Judging age is not as easy as judging antler spread or number of points, but it can be done. It’s a matter of getting to know the physical characteristics of your local deer, practicing your skills in the field and with trail-camera photos, and then checking your estimates (using jawbone or cementum annuli aging) to refine your skills whenever a buck is harvested. Yes, accuracy requires practice, but the alternative is to continue removing high-scoring bucks before they’ve had a chance to show you their bell-curve potential.
Measure Achievement Using Age
Age means something, so measure your achievements by age. Regardless of antler size, a mature buck is a significant achievement for any hunter.

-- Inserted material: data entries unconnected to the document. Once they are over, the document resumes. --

// Oracle configuration

use crate::oracle::OracleError;
use crate::types::{Amount, TOKEN_UNIT};
use serde::{Deserialize, Serialize};

/// Bond economics and liveness of the optimistic oracle
#[derive(Clone, Debug, PartialEq, Eq, Serialize, Deserialize)]
pub struct OracleConfig {
    /// Exact bond a proposer must post
    pub proposal_bond: Amount,
    /// Dispute bond = proposal bond * multiplier
    pub dispute_bond_multiplier: u32,
    /// Seconds after a proposal during which it may be disputed
    pub dispute_window_seconds: u64,
}

impl OracleConfig {
    /// Create a new config with builder pattern
    pub fn new() -> Self {
        Self::default()
    }

    pub fn with_proposal_bond(mut self, bond: Amount) -> Self {
        self.proposal_bond = bond;
        self
    }

    pub fn with_dispute_bond_multiplier(mut self, multiplier: u32) -> Self {
        self.dispute_bond_multiplier = multiplier;
        self
    }

    pub fn with_dispute_window_seconds(mut self, seconds: u64) -> Self {
        self.dispute_window_seconds = seconds;
        self
    }

    /// Bond a disputer must post
    pub fn dispute_bond(&self) -> Result<Amount, OracleError> {
        self.proposal_bond
            .checked_mul(Amount::from(self.dispute_bond_multiplier))
            .ok_or_else(|| OracleError::InvalidConfig("dispute bond overflows".to_string()))
    }

    /// Validate the configuration
    pub fn validate(&self) -> Result<(), OracleError> {
        if self.proposal_bond == 0 {
            return Err(OracleError::InvalidConfig(
                "proposal_bond must be > 0".to_string(),
            ));
        }
        if self.dispute_bond_multiplier == 0 {
            return Err(OracleError::InvalidConfig(
                "dispute_bond_multiplier must be > 0".to_string(),
            ));
        }
        if self.dispute_window_seconds == 0 {
            return Err(OracleError::InvalidConfig(
                "dispute_window_seconds must be > 0".to_string(),
            ));
        }
        self.dispute_bond()?;
        Ok(())
    }
}

impl Default for OracleConfig {
    fn default() -> Self {
        Self {
            proposal_bond: 100 * TOKEN_UNIT,
            dispute_bond_multiplier: 2,
            dispute_window_seconds: 2 * 60 * 60,
        }
    }
}
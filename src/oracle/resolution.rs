// Resolution records - one per question, advancing monotonically

use crate::identity::AccountId;
use crate::types::{Amount, Timestamp};
use serde::{Deserialize, Serialize};
use std::fmt;

/// Answer to an oracle question
#[derive(Clone, Copy, Debug, PartialEq, Eq, PartialOrd, Ord, Hash, Serialize, Deserialize)]
pub enum Outcome {
    No,
    Yes,
    Split,
    EarlyRequest,
}

impl Outcome {
    /// All outcomes in index order; tie-breaks favour the earliest
    pub const ALL: [Outcome; 4] = [Outcome::No, Outcome::Yes, Outcome::Split, Outcome::EarlyRequest];

    pub fn index(&self) -> usize {
        match self {
            Outcome::No => 0,
            Outcome::Yes => 1,
            Outcome::Split => 2,
            Outcome::EarlyRequest => 3,
        }
    }

    pub fn from_index(index: usize) -> Option<Outcome> {
        Outcome::ALL.get(index).copied()
    }

    /// The binary counter-claim a disputer implicitly makes
    pub fn opposite(&self) -> Option<Outcome> {
        match self {
            Outcome::No => Some(Outcome::Yes),
            Outcome::Yes => Some(Outcome::No),
            Outcome::Split | Outcome::EarlyRequest => None,
        }
    }
}

impl fmt::Display for Outcome {
    fn fmt(&self, f: &mut fmt::Formatter<'_>) -> fmt::Result {
        let name = match self {
            Outcome::No => "NO",
            Outcome::Yes => "YES",
            Outcome::Split => "SPLIT",
            Outcome::EarlyRequest => "EARLY_REQUEST",
        };
        f.write_str(name)
    }
}

/// Phase of a question. `None` is never stored; it is the absence of a record.
#[derive(Clone, Copy, Debug, PartialEq, Eq, Serialize, Deserialize)]
pub enum ResolutionState {
    None,
    Proposed,
    Disputed,
    Resolved,
}

/// Everything the oracle knows about one question
#[derive(Clone, Debug, PartialEq, Eq, Serialize, Deserialize)]
pub struct Resolution {
    state: ResolutionState,
    proposer: AccountId,
    proposed_outcome: Outcome,
    proposal_bond: Amount,
    proposed_at: Timestamp,
    disputer: Option<AccountId>,
    dispute_bond: Amount,
    disputed_at: Option<Timestamp>,
    final_outcome: Option<Outcome>,
}

impl Resolution {
    pub(crate) fn proposed(proposer: AccountId, outcome: Outcome, bond: Amount, now: Timestamp) -> Self {
        Self {
            state: ResolutionState::Proposed,
            proposer,
            proposed_outcome: outcome,
            proposal_bond: bond,
            proposed_at: now,
            disputer: None,
            dispute_bond: 0,
            disputed_at: None,
            final_outcome: None,
        }
    }

    pub(crate) fn mark_disputed(&mut self, disputer: AccountId, bond: Amount, now: Timestamp) {
        self.state = ResolutionState::Disputed;
        self.disputer = Some(disputer);
        self.dispute_bond = bond;
        self.disputed_at = Some(now);
    }

    pub(crate) fn mark_resolved(&mut self, outcome: Outcome) {
        self.state = ResolutionState::Resolved;
        self.final_outcome = Some(outcome);
    }

    pub fn state(&self) -> ResolutionState {
        self.state
    }

    pub fn proposer(&self) -> &AccountId {
        &self.proposer
    }

    pub fn proposed_outcome(&self) -> Outcome {
        self.proposed_outcome
    }

    pub fn proposal_bond(&self) -> Amount {
        self.proposal_bond
    }

    pub fn proposed_at(&self) -> Timestamp {
        self.proposed_at
    }

    pub fn disputer(&self) -> Option<&AccountId> {
        self.disputer.as_ref()
    }

    pub fn dispute_bond(&self) -> Amount {
        self.dispute_bond
    }

    pub fn disputed_at(&self) -> Option<Timestamp> {
        self.disputed_at
    }

    pub fn final_outcome(&self) -> Option<Outcome> {
        self.final_outcome
    }

    /// Bonds still held in escrow for this question
    pub fn escrowed(&self) -> Amount {
        match self.state {
            ResolutionState::Resolved | ResolutionState::None => 0,
            ResolutionState::Proposed => self.proposal_bond,
            ResolutionState::Disputed => self.proposal_bond + self.dispute_bond,
        }
    }
}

To make it to maturity, a buck has to run a gauntlet of death in many forms. Those that are easy for hunters to see and kill seldom make it through. Those that are hard to see and kill fall victim to other things like hemmorhagic disease, infections of the skull and brain caused by fighting injuries, automobiles, rut exertion followed by winter stress, and more. What’s left are the truly uncommon survivors, and their numbers decline every year. Charted by age class, these numbers present a different kind of shape on a graph: a steep slope declining to a vanishing point. Kill a buck whose age is near the very bottom of the slope, just before the line crashes into the X-axis, and you have killed the rarest of bucks in the population. When you are starting out managing deer, a 3 1/2-year-old may be a rare veteran that represents a great achievement. After success building age structure, reaching 5 1/2 might be a remarkable milestone for a buck where you hunt.
I look forward to the day when no shoulder mount of a buck displays the full accomplishment without the jawbone, or a cementum annuli lab report, mounted nearby for all to see.